▶ Assignment
The entire listing below needs to be transcribed word for word.

Data extracts: Begin

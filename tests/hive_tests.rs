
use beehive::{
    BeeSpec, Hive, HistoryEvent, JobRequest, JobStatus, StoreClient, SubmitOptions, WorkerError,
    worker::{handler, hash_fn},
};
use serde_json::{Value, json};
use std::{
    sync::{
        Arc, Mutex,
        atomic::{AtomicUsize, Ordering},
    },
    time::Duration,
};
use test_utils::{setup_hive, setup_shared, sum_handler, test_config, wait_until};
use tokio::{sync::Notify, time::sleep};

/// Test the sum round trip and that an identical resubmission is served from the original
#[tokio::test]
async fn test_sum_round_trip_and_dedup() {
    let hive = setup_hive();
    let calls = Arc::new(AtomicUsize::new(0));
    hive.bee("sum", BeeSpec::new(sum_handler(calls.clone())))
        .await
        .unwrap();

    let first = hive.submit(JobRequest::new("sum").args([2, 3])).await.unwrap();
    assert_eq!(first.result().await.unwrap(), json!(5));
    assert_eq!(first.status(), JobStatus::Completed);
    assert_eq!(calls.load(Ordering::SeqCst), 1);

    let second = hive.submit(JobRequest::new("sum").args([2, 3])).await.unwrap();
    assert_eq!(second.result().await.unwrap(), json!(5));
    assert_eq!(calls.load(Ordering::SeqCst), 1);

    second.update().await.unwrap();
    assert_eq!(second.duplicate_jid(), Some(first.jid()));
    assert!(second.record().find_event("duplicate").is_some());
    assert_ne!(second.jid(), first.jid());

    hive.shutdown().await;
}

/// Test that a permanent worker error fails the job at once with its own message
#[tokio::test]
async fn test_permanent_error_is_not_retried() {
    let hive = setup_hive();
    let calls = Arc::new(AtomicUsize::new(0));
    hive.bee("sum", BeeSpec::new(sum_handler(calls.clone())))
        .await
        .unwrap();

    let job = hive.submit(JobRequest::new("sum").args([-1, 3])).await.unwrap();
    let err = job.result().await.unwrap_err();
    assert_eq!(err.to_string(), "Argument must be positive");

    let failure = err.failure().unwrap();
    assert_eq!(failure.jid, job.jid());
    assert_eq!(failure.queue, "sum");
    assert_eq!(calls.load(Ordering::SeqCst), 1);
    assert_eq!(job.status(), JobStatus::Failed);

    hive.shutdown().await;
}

Data extracts: End

▶ Exercise output
filename tests/hive_tests.rs

use beehive::{
    BeeSpec, Hive, HistoryEvent, JobRequest, JobStatus, StoreClient, SubmitOptions, WorkerError,
    worker::{handler, hash_fn},
};
use serde_json::{Value, json};
use std::{
    sync::{
        Arc, Mutex,
        atomic::{AtomicUsize, Ordering},
    },
    time::Duration,
};
use test_utils::{setup_hive, setup_shared, sum_handler, test_config, wait_until};
use tokio::{sync::Notify, time::sleep};

/// Test the sum round trip and that an identical resubmission is served from the original
#[tokio::test]
async fn test_sum_round_trip_and_dedup() {
    let hive = setup_hive();
    let calls = Arc::new(AtomicUsize::new(0));
    hive.bee("sum", BeeSpec::new(sum_handler(calls.clone())))
        .await
        .unwrap();

    let first = hive.submit(JobRequest::new("sum").args([2, 3])).await.unwrap();
    assert_eq!(first.result().await.unwrap(), json!(5));
    assert_eq!(first.status(), JobStatus::Completed);
    assert_eq!(calls.load(Ordering::SeqCst), 1);

    let second = hive.submit(JobRequest::new("sum").args([2, 3])).await.unwrap();
    assert_eq!(second.result().await.unwrap(), json!(5));
    assert_eq!(calls.load(Ordering::SeqCst), 1);

    second.update().await.unwrap();
    assert_eq!(second.duplicate_jid(), Some(first.jid()));
    assert!(second.record().find_event("duplicate").is_some());
    assert_ne!(second.jid(), first.jid());

    hive.shutdown().await;
}

/// Test that a permanent worker error fails the job at once with its own message
#[tokio::test]
async fn test_permanent_error_is_not_retried() {
    let hive = setup_hive();
    let calls = Arc::new(AtomicUsize::new(0));
    hive.bee("sum", BeeSpec::new(sum_handler(calls.clone())))
        .await
        .unwrap();

    let job = hive.submit(JobRequest::new("sum").args([-1, 3])).await.unwrap();
    let err = job.result().await.unwrap_err();
    assert_eq!(err.to_string(), "Argument must be positive");

    let failure = err.failure().unwrap();
    assert_eq!(failure.jid, job.jid());
    assert_eq!(failure.queue, "sum");
    assert_eq!(calls.load(Ordering::SeqCst), 1);
    assert_eq!(job.status(), JobStatus::Failed);

    hive.shutdown().await;
}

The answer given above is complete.